* THE TASK: Among the entries, find the lines with the string "domains" and copy them.

-- -- --

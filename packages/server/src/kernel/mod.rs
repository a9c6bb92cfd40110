//! Kernel module - server infrastructure and dependencies.

pub mod ai;
pub mod deps;
pub mod postgres_store;
pub mod test_dependencies;
pub mod traits;

pub use ai::OpenAIChat;
pub use deps::ServerDeps;
pub use postgres_store::{PostgresSearchStore, PostgresUsageStore};
pub use test_dependencies::TestDependencies;
pub use traits::*;
//! Test harness with testcontainers for integration testing.
//!
//! One pgvector-enabled Postgres container is shared by every test in a
//! binary; migrations run once on first use.

#![allow(dead_code)]

use anyhow::{Context, Result};
use sqlx::PgPool;
use test_context::AsyncTestContext;
use testcontainers::runners::AsyncRunner;
use testcontainers::{ContainerAsync, ImageExt};
use testcontainers_modules::postgres::Postgres;
use tokio::sync::OnceCell;

/// Shared test infrastructure that persists across all tests.
struct SharedTestInfra {
    db_url: String,
    // Keep the container alive for the entire test run
    _postgres: ContainerAsync<Postgres>,
}

static SHARED_INFRA: OnceCell<SharedTestInfra> = OnceCell::const_new();

impl SharedTestInfra {
    async fn init() -> Result<Self> {
        // Run tests with: RUST_LOG=debug cargo test -- --nocapture
        let _ = tracing_subscriber::fmt()
            .with_env_filter(tracing_subscriber::EnvFilter::from_default_env())
            .with_test_writer()
            .try_init();

        let postgres = Postgres::default()
            .with_name("pgvector/pgvector")
            .with_tag("pg16")
            .start()
            .await
            .context("Failed to start Postgres container")?;

        let pg_host = postgres.get_host().await?;
        let pg_port = postgres.get_host_port_ipv4(5432).await?;
        let db_url = format!(
            "postgresql://postgres:postgres@{}:{}/postgres",
            pg_host, pg_port
        );

        let pool = PgPool::connect(&db_url)
            .await
            .context("Failed to connect to Postgres for migrations")?;

        sqlx::migrate!("./migrations")
            .run(&pool)
            .await
            .context("Failed to run migrations")?;

        Ok(Self {
            db_url,
            _postgres: postgres,
        })
    }

    async fn get() -> &'static Self {
        SHARED_INFRA
            .get_or_init(|| async {
                Self::init()
                    .await
                    .expect("Failed to initialize shared test infrastructure")
            })
            .await
    }
}

/// Per-test context holding a fresh pool on the shared database.
///
/// ```ignore
/// #[test_context(TestHarness)]
/// #[tokio::test]
/// async fn my_test(ctx: &TestHarness) {
///     let pool = &ctx.db_pool;
/// }
/// ```
pub struct TestHarness {
    pub db_pool: PgPool,
}

impl AsyncTestContext for TestHarness {
    async fn setup() -> Self {
        Self::new().await.expect("Failed to create test harness")
    }
}

impl TestHarness {
    pub async fn new() -> Result<Self> {
        let infra = SharedTestInfra::get().await;

        let db_pool = PgPool::connect(&infra.db_url)
            .await
            .context("Failed to connect to test database")?;

        Ok(Self { db_pool })
    }
}
// Trait definitions for dependency injection
//
// These are INFRASTRUCTURE traits only - no business logic.
// Business logic (like "rank providers") lives in domain activities that use these traits.
//
// Naming convention: Base* for trait names (e.g., BaseAI, BaseEmbeddingService)

use anyhow::Result;
use async_trait::async_trait;

use crate::common::{Coordinates, NeedId, ProviderId, SearchSessionId};
use crate::domains::crisis::CrisisKeyword;
use crate::domains::needs::NeedMatch;
use crate::domains::providers::{HostProfile, ProviderWithRelations};
use crate::domains::search::NewSearchSession;

// =============================================================================
// AI Trait (Infrastructure - chat completion)
// =============================================================================

/// A single-turn chat prompt
#[derive(Debug, Clone, PartialEq)]
pub struct ChatPrompt {
    pub system: String,
    pub user: String,
    pub max_tokens: u32,
    pub temperature: f32,
}

#[async_trait]
pub trait BaseAI: Send + Sync {
    /// Complete a prompt with an LLM (returns raw text response, possibly empty)
    async fn complete(&self, prompt: &ChatPrompt) -> Result<String>;
}

// =============================================================================
// Embedding Service Trait (Infrastructure)
// =============================================================================

/// An embedding vector plus the tokens the provider billed for it
#[derive(Debug, Clone, PartialEq)]
pub struct Embedding {
    pub vector: Vec<f32>,
    pub total_tokens: i64,
}

#[async_trait]
pub trait BaseEmbeddingService: Send + Sync {
    /// Generate embedding for text (1536-dimensional for the default model)
    async fn generate(&self, text: &str) -> Result<Embedding>;

    /// Model recorded alongside usage
    fn model_name(&self) -> &str;
}

// =============================================================================
// Geocoder Trait (Infrastructure)
// =============================================================================

#[async_trait]
pub trait BaseGeocoder: Send + Sync {
    /// `Ok(None)` when the postal code is unknown to this source.
    async fn geocode_postal_code(&self, postal_code: &str) -> Result<Option<Coordinates>>;
}

// =============================================================================
// Search Store Trait (Infrastructure - read side of a search)
// =============================================================================

#[async_trait]
pub trait BaseSearchStore: Send + Sync {
    async fn find_host(&self, id: ProviderId) -> Result<Option<HostProfile>>;

    /// Lowercased excluded search terms for a host
    async fn host_excluded_terms(&self, id: ProviderId) -> Result<Vec<String>>;

    /// Needs with similarity >= `threshold`, best first
    async fn match_needs(
        &self,
        embedding: &[f32],
        threshold: f64,
        limit: i64,
    ) -> Result<Vec<NeedMatch>>;

    /// Active providers with a location within `radius_meters` of `center`
    async fn provider_ids_within(
        &self,
        center: Coordinates,
        radius_meters: f64,
    ) -> Result<Vec<ProviderId>>;

    /// Active providers offering any of `need_ids`, with relations loaded
    async fn find_providers_for_needs(
        &self,
        need_ids: &[NeedId],
        within: Option<&[ProviderId]>,
        limit: i64,
    ) -> Result<Vec<ProviderWithRelations>>;

    async fn active_crisis_keywords(&self) -> Result<Vec<CrisisKeyword>>;
}

// =============================================================================
// Usage Store Trait (Infrastructure - counters)
// =============================================================================

/// Write side of search telemetry.
///
/// Counters are exposed as increments only; there is no get-then-set path.
#[async_trait]
pub trait BaseUsageStore: Send + Sync {
    async fn create_session(&self, session: &NewSearchSession) -> Result<SearchSessionId>;

    /// `message_count += 1`, `total_tokens_used += tokens`
    async fn increment_session_usage(&self, id: SearchSessionId, tokens: i64) -> Result<()>;

    /// `host_tokens_used_this_month += tokens`
    async fn increment_host_usage(&self, id: ProviderId, tokens: i64) -> Result<()>;
}
use std::time::Duration;

use tracing::{debug, instrument, warn};

use crate::common::Coordinates;
use crate::kernel::BaseGeocoder;

/// Explicit coordinates, if usable.
fn explicit_location(location: Option<Coordinates>) -> Option<Coordinates> {
    match location {
        Some(coords) if coords.is_valid() => Some(coords),
        Some(coords) => {
            warn!(lat = coords.lat, lng = coords.lng, "Ignoring out-of-range coordinates");
            None
        }
        None => None,
    }
}

/// Geocodes `zip`. Not found, errors and timeouts all yield `None`.
#[instrument(skip(geocoder))]
pub async fn geocode_zip(
    zip: &str,
    geocoder: &dyn BaseGeocoder,
    timeout: Duration,
) -> Option<Coordinates> {
    match tokio::time::timeout(timeout, geocoder.geocode_postal_code(zip)).await {
        Ok(Ok(Some(coords))) if coords.is_valid() => Some(coords),
        Ok(Ok(Some(_))) => {
            warn!("Geocoder returned out-of-range coordinates");
            None
        }
        Ok(Ok(None)) => {
            debug!("ZIP code not found");
            None
        }
        Ok(Err(e)) => {
            warn!(error = %e, "Geocoding failed, continuing without location");
            None
        }
        Err(_) => {
            warn!(timeout = ?timeout, "Geocoding timed out, continuing without location");
            None
        }
    }
}

/// Caller location: explicit coordinates first, then the geocoded ZIP.
pub async fn resolve_location(
    explicit: Option<Coordinates>,
    zip: Option<&str>,
    geocoder: &dyn BaseGeocoder,
    timeout: Duration,
) -> Option<Coordinates> {
    if let Some(coords) = explicit_location(explicit) {
        return Some(coords);
    }

    match zip {
        Some(zip) => geocode_zip(zip, geocoder, timeout).await,
        None => None,
    }
}

#[cfg(test)]
mod tests {
    use super::*;
    use async_trait::async_trait;
    use crate::kernel::test_dependencies::MockGeocoder;

    /// Never answers
    struct StalledGeocoder;

    #[async_trait]
    impl BaseGeocoder for StalledGeocoder {
        async fn geocode_postal_code(&self, _postal_code: &str) -> anyhow::Result<Option<Coordinates>> {
            std::future::pending().await
        }
    }

    const TIMEOUT: Duration = Duration::from_secs(1);

    fn ponte_vedra() -> Coordinates {
        Coordinates::new(30.2397, -81.3857)
    }

    #[tokio::test]
    async fn test_explicit_location_wins() {
        let geocoder = MockGeocoder::new().with_postal_code("32082", ponte_vedra());
        let explicit = Coordinates::new(29.9, -81.3);

        let resolved = resolve_location(Some(explicit), Some("32082"), &geocoder, TIMEOUT).await;

        assert_eq!(resolved, Some(explicit));
        assert!(geocoder.calls().is_empty());
    }

    #[tokio::test]
    async fn test_zip_is_geocoded_when_no_coordinates() {
        let geocoder = MockGeocoder::new().with_postal_code("32082", ponte_vedra());

        let resolved = resolve_location(None, Some("32082"), &geocoder, TIMEOUT).await;

        assert_eq!(resolved, Some(ponte_vedra()));
        assert_eq!(geocoder.calls(), vec!["32082".to_string()]);
    }

    #[tokio::test]
    async fn test_invalid_explicit_coordinates_fall_back_to_zip() {
        let geocoder = MockGeocoder::new().with_postal_code("32082", ponte_vedra());

        let resolved = resolve_location(
            Some(Coordinates::new(123.0, 0.0)),
            Some("32082"),
            &geocoder,
            TIMEOUT,
        )
        .await;

        assert_eq!(resolved, Some(ponte_vedra()));
    }

    #[tokio::test]
    async fn test_geocoder_failure_degrades_to_none() {
        let geocoder = MockGeocoder::new().failing();
        assert_eq!(resolve_location(None, Some("32082"), &geocoder, TIMEOUT).await, None);
    }

    #[tokio::test]
    async fn test_unknown_zip_is_none() {
        let geocoder = MockGeocoder::new();
        assert_eq!(resolve_location(None, Some("00000"), &geocoder, TIMEOUT).await, None);
    }

    #[tokio::test]
    async fn test_no_inputs_is_none() {
        let geocoder = MockGeocoder::new();
        assert_eq!(resolve_location(None, None, &geocoder, TIMEOUT).await, None);
        assert!(geocoder.calls().is_empty());
    }

    #[tokio::test]
    async fn test_geocoder_timeout_degrades_to_none() {
        let resolved =
            resolve_location(None, Some("32082"), &StalledGeocoder, Duration::from_millis(20)).await;
        assert_eq!(resolved, None);
    }
}
use anyhow::{Context, Result};
use dotenvy::dotenv;
use std::env;
use std::str::FromStr;
use std::time::Duration;

use crate::common::utils::DEFAULT_EMBEDDING_MODEL;

/// Default chat model for conversational summaries.
pub const DEFAULT_CHAT_MODEL: &str = "gpt-4o-mini";

/// Searches per minute allowed per (host, caller IP) when a host sets no limit.
pub const DEFAULT_SEARCH_RATE_LIMIT: u32 = 60;

/// Application configuration loaded from environment variables
#[derive(Debug, Clone)]
pub struct Config {
    pub database_url: String,
    pub db_max_connections: u32,
    pub port: u16,
    pub openai_api_key: String,
    pub embedding_model: String,
    pub chat_model: String,
    pub geocoder_base_url: String,
    pub geocoder_user_agent: String,
    pub default_search_rate_limit: u32,
    pub embedding_timeout: Duration,
    pub chat_timeout: Duration,
    pub geocoder_timeout: Duration,
    /// Empty means any origin is allowed.
    pub allowed_origins: Vec<String>,
}

impl Config {
    /// Load configuration from environment variables
    pub fn from_env() -> Result<Self> {
        // Load .env file if present (development)
        let _ = dotenv();

        Ok(Self {
            database_url: env::var("DATABASE_URL").context("DATABASE_URL must be set")?,
            db_max_connections: parse_or("DB_MAX_CONNECTIONS", 10)?,
            port: parse_or("PORT", 8080)?,
            openai_api_key: env::var("OPENAI_API_KEY").context("OPENAI_API_KEY must be set")?,
            embedding_model: env::var("EMBEDDING_MODEL")
                .unwrap_or_else(|_| DEFAULT_EMBEDDING_MODEL.to_string()),
            chat_model: env::var("CHAT_MODEL").unwrap_or_else(|_| DEFAULT_CHAT_MODEL.to_string()),
            geocoder_base_url: env::var("GEOCODER_BASE_URL")
                .unwrap_or_else(|_| "https://nominatim.openstreetmap.org".to_string()),
            geocoder_user_agent: env::var("GEOCODER_USER_AGENT")
                .unwrap_or_else(|_| "Linksy/1.0 (community resource search)".to_string()),
            default_search_rate_limit: parse_or(
                "DEFAULT_SEARCH_RATE_LIMIT",
                DEFAULT_SEARCH_RATE_LIMIT,
            )?,
            embedding_timeout: Duration::from_secs(parse_or("EMBEDDING_TIMEOUT_SECS", 10)?),
            chat_timeout: Duration::from_secs(parse_or("CHAT_TIMEOUT_SECS", 15)?),
            geocoder_timeout: Duration::from_secs(parse_or("GEOCODER_TIMEOUT_SECS", 5)?),
            allowed_origins: env::var("ALLOWED_ORIGINS")
                .map(|raw| parse_list(&raw))
                .unwrap_or_default(),
        })
    }

    /// The subset of configuration the search pipeline reads per request.
    pub fn search_settings(&self) -> SearchSettings {
        SearchSettings {
            default_rate_limit_per_minute: self.default_search_rate_limit,
            embedding_timeout: self.embedding_timeout,
            chat_timeout: self.chat_timeout,
            geocoder_timeout: self.geocoder_timeout,
        }
    }
}

/// Tunables for the search pipeline.
#[derive(Debug, Clone)]
pub struct SearchSettings {
    pub default_rate_limit_per_minute: u32,
    pub embedding_timeout: Duration,
    pub chat_timeout: Duration,
    pub geocoder_timeout: Duration,
}

impl Default for SearchSettings {
    fn default() -> Self {
        Self {
            default_rate_limit_per_minute: DEFAULT_SEARCH_RATE_LIMIT,
            embedding_timeout: Duration::from_secs(10),
            chat_timeout: Duration::from_secs(15),
            geocoder_timeout: Duration::from_secs(5),
        }
    }
}

fn parse_or<T>(key: &str, default: T) -> Result<T>
where
    T: FromStr,
    T::Err: std::error::Error + Send + Sync + 'static,
{
    match env::var(key) {
        Ok(raw) => raw
            .trim()
            .parse()
            .with_context(|| format!("{} must be a valid number", key)),
        Err(_) => Ok(default),
    }
}

fn parse_list(raw: &str) -> Vec<String> {
    raw.split(',')
        .map(str::trim)
        .filter(|s| !s.is_empty())
        .map(String::from)
        .collect()
}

-- -- --

* FINAL ANSWER:
use crate::domains::crisis::CrisisKeyword;
use crate::domains::needs::NeedMatch;
use crate::domains::providers::{HostProfile, ProviderWithRelations};
use crate::domains::search::NewSearchSession;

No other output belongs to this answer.